Segment Start: DATA FOR THE TASK

//! Tracing and logging setup
//!
//! Configures the `tracing` subscriber with environment-based filtering.

use tracing::Level;
use tracing_subscriber::{
    fmt::{self, format::FmtSpan},
    layer::SubscriberExt,
    util::SubscriberInitExt,
    EnvFilter,
};

/// Tracing configuration options
#[derive(Debug, Clone)]
pub struct TracingConfig {
    /// Log level filter (e.g., "info", "debug", "trace")
    pub level: Level,
    /// Enable JSON output format
    pub json: bool,
    /// Include span events (new, close)
    pub span_events: bool,
    /// Include file and line numbers
    pub file_line: bool,
}

impl Default for TracingConfig {
    fn default() -> Self {
        Self {
            level: Level::INFO,
            json: false,
            span_events: false,
            file_line: true,
        }
    }
}

impl TracingConfig {
    /// Create a development configuration with debug logging
    #[must_use]
    pub fn development() -> Self {
        Self {
            level: Level::DEBUG,
            json: false,
            span_events: true,
            file_line: true,
        }
    }

    /// Create a production configuration with JSON logging
    #[must_use]
    pub fn production() -> Self {
        Self {
            level: Level::INFO,
            json: true,
            span_events: false,
            file_line: false,
        }
    }

    fn fmt_span(&self) -> FmtSpan {
        if self.span_events {
            FmtSpan::NEW | FmtSpan::CLOSE
        } else {
            FmtSpan::NONE
        }
    }
}

/// Initialize the tracing subscriber with default configuration
///
/// Uses `RUST_LOG` environment variable for filtering if set,
/// otherwise defaults to "info" level.
///
/// # Panics
/// Panics if the subscriber cannot be initialized (usually means it's already set).
pub fn init_tracing() {
    init_tracing_with_config(TracingConfig::default());
}

/// Initialize the tracing subscriber with custom configuration
///
/// # Panics
/// Panics if the subscriber cannot be initialized (usually means it's already set).
pub fn init_tracing_with_config(config: TracingConfig) {
    if let Err(e) = try_init_tracing_with_config(config) {
        panic!("failed to initialize tracing: {e}");
    }
}

/// Try to initialize tracing, returning Ok if successful
///
/// Unlike `init_tracing`, this function will not panic if called multiple times.
pub fn try_init_tracing() -> Result<(), TracingError> {
    try_init_tracing_with_config(TracingConfig::default())
}

/// Try to initialize tracing with custom configuration
pub fn try_init_tracing_with_config(config: TracingConfig) -> Result<(), TracingError> {
    let env_filter = EnvFilter::try_from_default_env()
        .unwrap_or_else(|_| EnvFilter::new(config.level.to_string()));

    if config.json {
        let fmt_layer = fmt::layer()
            .json()
            .with_file(config.file_line)
            .with_line_number(config.file_line)
            .with_span_events(config.fmt_span());

        tracing_subscriber::registry()
            .with(env_filter)
            .with(fmt_layer)
            .try_init()
            .map_err(|_| TracingError::AlreadyInitialized)
    } else {
        let fmt_layer = fmt::layer()
            .with_file(config.file_line)
            .with_line_number(config.file_line)
            .with_span_events(config.fmt_span());

        tracing_subscriber::registry()
            .with(env_filter)
            .with(fmt_layer)
            .try_init()
            .map_err(|_| TracingError::AlreadyInitialized)
    }
}

/// Tracing initialization errors
#[derive(Debug, thiserror::Error)]
pub enum TracingError {
    #[error("Tracing subscriber already initialized")]
    AlreadyInitialized,
}
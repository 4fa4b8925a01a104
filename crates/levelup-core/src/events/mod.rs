//! Domain events

mod leveling_event;

pub use leveling_event::{
    ConfigUpdatedEvent, GuildDisabledEvent, GuildEnabledEvent, LevelUpEvent, LevelingEvent,
    MemberDeactivatedEvent, ProgressResetEvent, XpAwardedEvent,
};
use crate::error::Result;

/// Something that holds on to resources owned by a context `C` and must hand them
/// back before it can be forgotten.
pub trait Resource<C: ?Sized> {
    fn release(self, ctx: &mut C) -> Result<()>;
}

/// Holds at most one live resource. Replacing it always releases the old one first,
/// so two instances are never alive at the same time.
#[derive(Debug)]
pub struct ResourceSlot<R> {
    held: Option<R>,
}

impl<R> ResourceSlot<R> {
    pub fn empty() -> Self {
        Self { held: None }
    }

    pub fn get(&self) -> Option<&R> {
        self.held.as_ref()
    }

    pub fn is_occupied(&self) -> bool {
        self.held.is_some()
    }

    /// Releases the current resource (if any), then builds a new one. If `build`
    /// fails the slot stays empty.
    pub fn replace<C, F>(&mut self, ctx: &mut C, build: F) -> Result<&R>
    where
        C: ?Sized,
        R: Resource<C>,
        F: FnOnce(&mut C) -> Result<R>,
    {
        self.release(ctx)?;
        let resource = build(ctx)?;
        Ok(self.held.insert(resource))
    }

    pub fn release<C: ?Sized>(&mut self, ctx: &mut C) -> Result<()>
    where
        R: Resource<C>,
    {
        match self.held.take() {
            Some(old) => old.release(ctx),
            None => Ok(()),
        }
    }
}

impl<R> Default for ResourceSlot<R> {
    fn default() -> Self {
        Self::empty()
    }
}
use std::io::BufRead;
use std::path::PathBuf;
use std::sync::mpsc;
use std::sync::Arc;
use std::thread;

use anyhow::{Context, Result};
use structopt::StructOpt;

mod audio;
mod binding;
mod config;
mod console;
mod effects;
mod engine;
mod error;
mod midi;
mod slot;
mod synth;
mod synth_controller;
mod util;

use config::Patch;
use console::Command;
use engine::GraphEngine;
use midi::{Callback, Delivery, MidirDirectory};
use synth::{EnvelopeField, VoiceKind};
use synth_controller::SynthesizerController;
use util::log_if_error;

const SESSION_QUEUE_SIZE: usize = 1024;

#[derive(StructOpt)]
struct PlayOpt {
    #[structopt(short = "i", long = "input")]
    /// Name of the MIDI input to play from.
    input: Option<String>,

    #[structopt(short = "c", long = "channel")]
    /// The MIDI channel (1-16) the synthesizer listens on.
    channel: Option<u8>,

    #[structopt(short = "v", long = "voice")]
    /// Voice engine: am, fm or duo.
    voice: Option<VoiceKind>,

    #[structopt(short = "p", long = "patch", parse(from_os_str))]
    /// TOML patch with the starting envelope and effect settings.
    patch: Option<PathBuf>,

    #[structopt(long = "compress")]
    /// Put the compressor at the end of the effect chain.
    compress: bool,
}

#[derive(StructOpt)]
#[structopt(about = "A MIDI-played synthesizer with a switchable effect chain.")]
enum SynthOpt {
    /// List all available MIDI ports.
    ListMIDI,

    /// Play the software synth.
    Play(PlayOpt),
}

/// Everything the session loop reacts to, in arrival order.
enum Message {
    Midi(Delivery),
    Command(Command),
    Eof,
}

fn apply_patch<E, D>(ctrlr: &mut SynthesizerController<E, D>, patch: &Patch)
where
    E: engine::AudioEngine,
    D: midi::DeviceDirectory,
{
    if let Some(kind) = patch.voice_kind() {
        log_if_error("could not select voice", ctrlr.select_voice_engine(kind));
    }

    if let Some(env) = patch.envelope {
        let fields = [
            (EnvelopeField::Attack, env.attack),
            (EnvelopeField::Decay, env.decay),
            (EnvelopeField::Sustain, env.sustain),
            (EnvelopeField::Release, env.release),
        ];
        for (field, raw) in fields.iter() {
            if let Some(raw) = raw {
                ctrlr.set_envelope_field(*field, *raw);
            }
        }
    }

    for effect in &patch.effects {
        log_if_error("could not configure effect", ctrlr.set_effect_parameter(effect.params));
        log_if_error(
            "could not set effect wet level",
            ctrlr.set_effect_wet(effect.params.kind(), effect.wet),
        );
    }

    ctrlr.set_compression(patch.compress);

    if let Some(input) = &patch.input {
        log_if_error("could not set input", ctrlr.set_input(input));
    }
    if let Some(channel) = patch.channel {
        log_if_error("could not set channel", ctrlr.set_channel(channel));
    }
}

fn spawn_console(sender: mpsc::SyncSender<Message>) {
    thread::spawn(move || {
        let stdin = std::io::stdin();
        for line in stdin.lock().lines() {
            let line = match line {
                Ok(line) => line,
                Err(err) => {
                    log::error!("failed to read stdin: {}", err);
                    break;
                }
            };
            if line.trim().is_empty() {
                continue;
            }

            match Command::parse(&line) {
                Ok(command) => {
                    if sender.send(Message::Command(command)).is_err() {
                        break;
                    }
                }
                Err(err) => println!("{}", err),
            }
        }
        let _ = sender.send(Message::Eof);
    });
}

fn play(opt: PlayOpt) -> Result<()> {
    let mut patch = match &opt.patch {
        Some(path) => Patch::from_toml(path)?,
        None => Patch::default(),
    };
    if opt.input.is_some() {
        patch.input = opt.input.clone();
    }
    if opt.channel.is_some() {
        patch.channel = opt.channel;
    }
    if let Some(kind) = opt.voice {
        patch.voice = Some(kind.to_string());
    }
    patch.compress |= opt.compress;

    let (device, config, sample_format) = audio::default_output()?;
    let (engine, renderer) = GraphEngine::new(config.sample_rate.0 as f32);
    let _stream = audio::start(&device, &config, sample_format, renderer)?;

    let (sender, queue) = mpsc::sync_channel(SESSION_QUEUE_SIZE);
    let midi_sender = sender.clone();
    let callback: Callback = Arc::new(move |delivery: Delivery| {
        let r = midi_sender.try_send(Message::Midi(delivery));
        log_if_error("MIDI event dropped", r);
    });

    let mut ctrlr = SynthesizerController::new(engine, MidirDirectory::new("fxsynth"), callback)
        .context("could not start synthesizer")?;
    apply_patch(&mut ctrlr, &patch);

    spawn_console(sender);
    println!("{}", console::status_report(&ctrlr));

    while let Ok(message) = queue.recv() {
        match message {
            Message::Midi(delivery) => ctrlr.handle_delivery(delivery),
            Message::Command(Command::Quit) | Message::Eof => break,
            Message::Command(command) => match command.apply(&mut ctrlr) {
                Ok(Some(text)) => println!("{}", text),
                Ok(None) => {}
                Err(err) => println!("{}", err),
            },
        }
    }

    ctrlr.dispose()?;
    Ok(())
}

fn main() -> Result<()> {
    env_logger::Builder::from_env(env_logger::Env::default().default_filter_or("info")).init();
    let opt = SynthOpt::from_args();

    match opt {
        SynthOpt::ListMIDI => {
            println!("Available devices:");
            for device_name in midi::list_devices() {
                println!("{}", device_name);
            }
        }

        SynthOpt::Play(playopt) => {
            return play(playopt);
        }
    }

    Ok(())
}
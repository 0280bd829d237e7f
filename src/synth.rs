use std::fmt;
use std::str::FromStr;

use serde::Deserialize;

use crate::engine::{AudioEngine, NodeId};
use crate::error::Result;
use crate::slot::{Resource, ResourceSlot};

/// Output gain of a freshly created voice engine, leaving headroom for the effects.
pub const DEFAULT_VOICE_VOLUME_DB: f32 = -20.0;

/// Quietest output level the engine represents. Used wherever a mapping would
/// otherwise produce negative infinity.
pub const MIN_VOLUME_DB: f32 = -96.0;

/// Cents of detune at full pitch-bend deflection.
pub const PITCH_BEND_SENSITIVITY: f32 = 400.0;

/// Decibels per unit of natural log of the normalized controller value.
pub const CONTROL_CHANGE_SENSITIVITY: f32 = 20.0;

#[derive(Copy, Clone, Debug, PartialEq, Eq, Default, Deserialize)]
#[serde(rename_all = "lowercase")]
pub enum VoiceKind {
    /// Amplitude modulation.
    #[default]
    Am,
    /// Frequency modulation.
    Fm,
    /// Two detuned oscillators.
    Duo,
}

impl VoiceKind {
    /// Unknown names fall back to the default kind instead of failing.
    pub fn from_name(name: &str) -> Self {
        match name.trim().to_ascii_lowercase().as_str() {
            "am" | "amsynth" => VoiceKind::Am,
            "fm" | "fmsynth" => VoiceKind::Fm,
            "duo" | "duosynth" => VoiceKind::Duo,
            other => {
                log::warn!("unknown voice engine {:?}, using {}", other, VoiceKind::default());
                VoiceKind::default()
            }
        }
    }
}

impl FromStr for VoiceKind {
    type Err = std::convert::Infallible;

    fn from_str(s: &str) -> Result<Self, Self::Err> {
        Ok(VoiceKind::from_name(s))
    }
}

impl fmt::Display for VoiceKind {
    fn fmt(&self, f: &mut fmt::Formatter) -> fmt::Result {
        let name = match self {
            VoiceKind::Am => "am",
            VoiceKind::Fm => "fm",
            VoiceKind::Duo => "duo",
        };
        f.write_str(name)
    }
}

#[derive(Copy, Clone, Debug, PartialEq, Eq)]
pub enum EnvelopeField {
    Attack,
    Decay,
    Sustain,
    Release,
}

impl EnvelopeField {
    /// Factor between the control-surface value and the stored time in seconds.
    pub fn scale(self) -> f32 {
        match self {
            EnvelopeField::Attack | EnvelopeField::Decay => 2.0,
            EnvelopeField::Sustain => 1.0,
            EnvelopeField::Release => 20.0,
        }
    }

    pub fn from_name(name: &str) -> Option<Self> {
        match name {
            "attack" => Some(EnvelopeField::Attack),
            "decay" => Some(EnvelopeField::Decay),
            "sustain" => Some(EnvelopeField::Sustain),
            "release" => Some(EnvelopeField::Release),
            _ => None,
        }
    }
}

/// ADSR times in seconds, sustain as a level in [0, 1].
#[derive(Copy, Clone, Debug, PartialEq)]
pub struct Envelope {
    pub attack: f32,
    pub decay: f32,
    pub sustain: f32,
    pub release: f32,
}

impl Default for Envelope {
    fn default() -> Self {
        Self {
            attack: 0.05,
            decay: 0.1,
            sustain: 0.7,
            release: 1.0,
        }
    }
}

impl Envelope {
    /// Stores a raw control-surface value, scaled for its field. Negative input is
    /// treated as zero and sustain is capped at full level.
    pub fn set_raw(&mut self, field: EnvelopeField, raw: f32) {
        let value = raw.max(0.0) * field.scale();
        match field {
            EnvelopeField::Attack => self.attack = value,
            EnvelopeField::Decay => self.decay = value,
            EnvelopeField::Sustain => self.sustain = value.min(1.0),
            EnvelopeField::Release => self.release = value,
        }
    }
}

pub fn detune_for_bend(bend: f32) -> f32 {
    bend * PITCH_BEND_SENSITIVITY
}

/// Maps a raw 7-bit controller value to an output level in dB.
pub fn volume_for_control(value: u8) -> f32 {
    let normalized = value as f32 / 127.0;
    if normalized <= 0.0 {
        return MIN_VOLUME_DB;
    }
    (normalized.ln() * CONTROL_CHANGE_SENSITIVITY).max(MIN_VOLUME_DB)
}

struct VoiceNode(NodeId);

impl<E: AudioEngine + ?Sized> Resource<E> for VoiceNode {
    fn release(self, engine: &mut E) -> Result<()> {
        engine.dispose(self.0);
        Ok(())
    }
}

/// The one live polyphonic instrument.
pub struct VoiceEngine {
    kind: VoiceKind,
    node: ResourceSlot<VoiceNode>,
}

impl VoiceEngine {
    pub fn new<E: AudioEngine + ?Sized>(engine: &mut E, kind: VoiceKind) -> Result<Self> {
        let mut voice = Self {
            kind,
            node: ResourceSlot::empty(),
        };
        voice.create(engine, kind)?;
        Ok(voice)
    }

    /// Disposes the current instrument and builds a new one of `kind`.
    pub fn create<E: AudioEngine + ?Sized>(&mut self, engine: &mut E, kind: VoiceKind) -> Result<()> {
        self.node.replace(engine, |engine| {
            Ok(VoiceNode(engine.create_voice(kind, DEFAULT_VOICE_VOLUME_DB)))
        })?;
        self.kind = kind;
        log::info!("created {} voice engine", kind);
        Ok(())
    }

    pub fn kind(&self) -> VoiceKind {
        self.kind
    }

    pub fn node(&self) -> Option<NodeId> {
        self.node.get().map(|n| n.0)
    }

    pub fn trigger_attack<E: AudioEngine + ?Sized>(
        &self,
        engine: &mut E,
        envelope: Envelope,
        key: u8,
        vel: u8,
    ) {
        if let Some(node) = self.node() {
            engine.set_envelope(node, envelope);
            engine.trigger_attack(node, key, vel);
        }
    }

    pub fn trigger_release<E: AudioEngine + ?Sized>(&self, engine: &mut E, envelope: Envelope, key: u8) {
        if let Some(node) = self.node() {
            engine.set_envelope(node, envelope);
            engine.trigger_release(node, key);
        }
    }

    pub fn set_detune<E: AudioEngine + ?Sized>(&self, engine: &mut E, cents: f32) {
        if let Some(node) = self.node() {
            engine.set_detune(node, cents);
        }
    }

    pub fn set_output_level<E: AudioEngine + ?Sized>(&self, engine: &mut E, db: f32) {
        if let Some(node) = self.node() {
            engine.set_volume(node, db);
        }
    }

    pub fn dispose<E: AudioEngine + ?Sized>(mut self, engine: &mut E) -> Result<()> {
        self.node.release(engine)
    }
}
use anyhow::{anyhow, Context, Result};

use cpal::traits::*;
use cpal::SampleFormat;

use crate::engine::Renderer;

/// Opens the default output device and returns it with a config at the highest
/// supported sample rate.
pub fn default_output() -> Result<(cpal::Device, cpal::StreamConfig, SampleFormat)> {
    let host = cpal::default_host();

    let device = host
        .default_output_device()
        .ok_or_else(|| anyhow!("no output device available"))?;

    let mut supported_configs_range = device
        .supported_output_configs()
        .context("error while querying configs")?;

    let supported_config = supported_configs_range
        .next()
        .ok_or_else(|| anyhow!("no supported output config"))?
        .with_max_sample_rate();

    let sample_format = supported_config.sample_format();
    Ok((device, supported_config.into(), sample_format))
}

pub fn start(
    device: &cpal::Device,
    config: &cpal::StreamConfig,
    sample_format: SampleFormat,
    renderer: Renderer,
) -> Result<cpal::Stream> {
    match sample_format {
        SampleFormat::F32 => run::<f32>(device, config, renderer),
        SampleFormat::I16 => run::<i16>(device, config, renderer),
        SampleFormat::U16 => run::<u16>(device, config, renderer),
    }
}

fn run<T>(device: &cpal::Device, config: &cpal::StreamConfig, mut renderer: Renderer) -> Result<cpal::Stream>
where
    T: cpal::Sample,
{
    let channels = config.channels as usize;
    if channels == 0 || channels > 2 {
        return Err(anyhow!("can't output to {} channels", channels));
    }
    let err_fn = |err| log::error!("an error occurred on stream: {}", err);

    let stream = device.build_output_stream(
        config,
        move |data: &mut [T], _: &cpal::OutputCallbackInfo| {
            renderer.pump_commands();

            for frame in data.chunks_mut(channels) {
                let (l, r) = renderer.step_frame();
                if channels == 1 {
                    frame[0] = cpal::Sample::from(&((l + r) / 2.0));
                } else {
                    frame[0] = cpal::Sample::from(&l);
                    frame[1] = cpal::Sample::from(&r);
                }
            }
        },
        err_fn,
    )?;
    stream.play()?;

    log::info!(
        "audio running at {} Hz, {} channel(s)",
        config.sample_rate.0,
        channels
    );
    Ok(stream)
}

Segment End: DATA FOR THE TASK

__EXERCISE INSTRUCTIONS__. Report the number of lines in the listing that contain the word "modulation". No other words are permitted.

__SOLUTION__. 2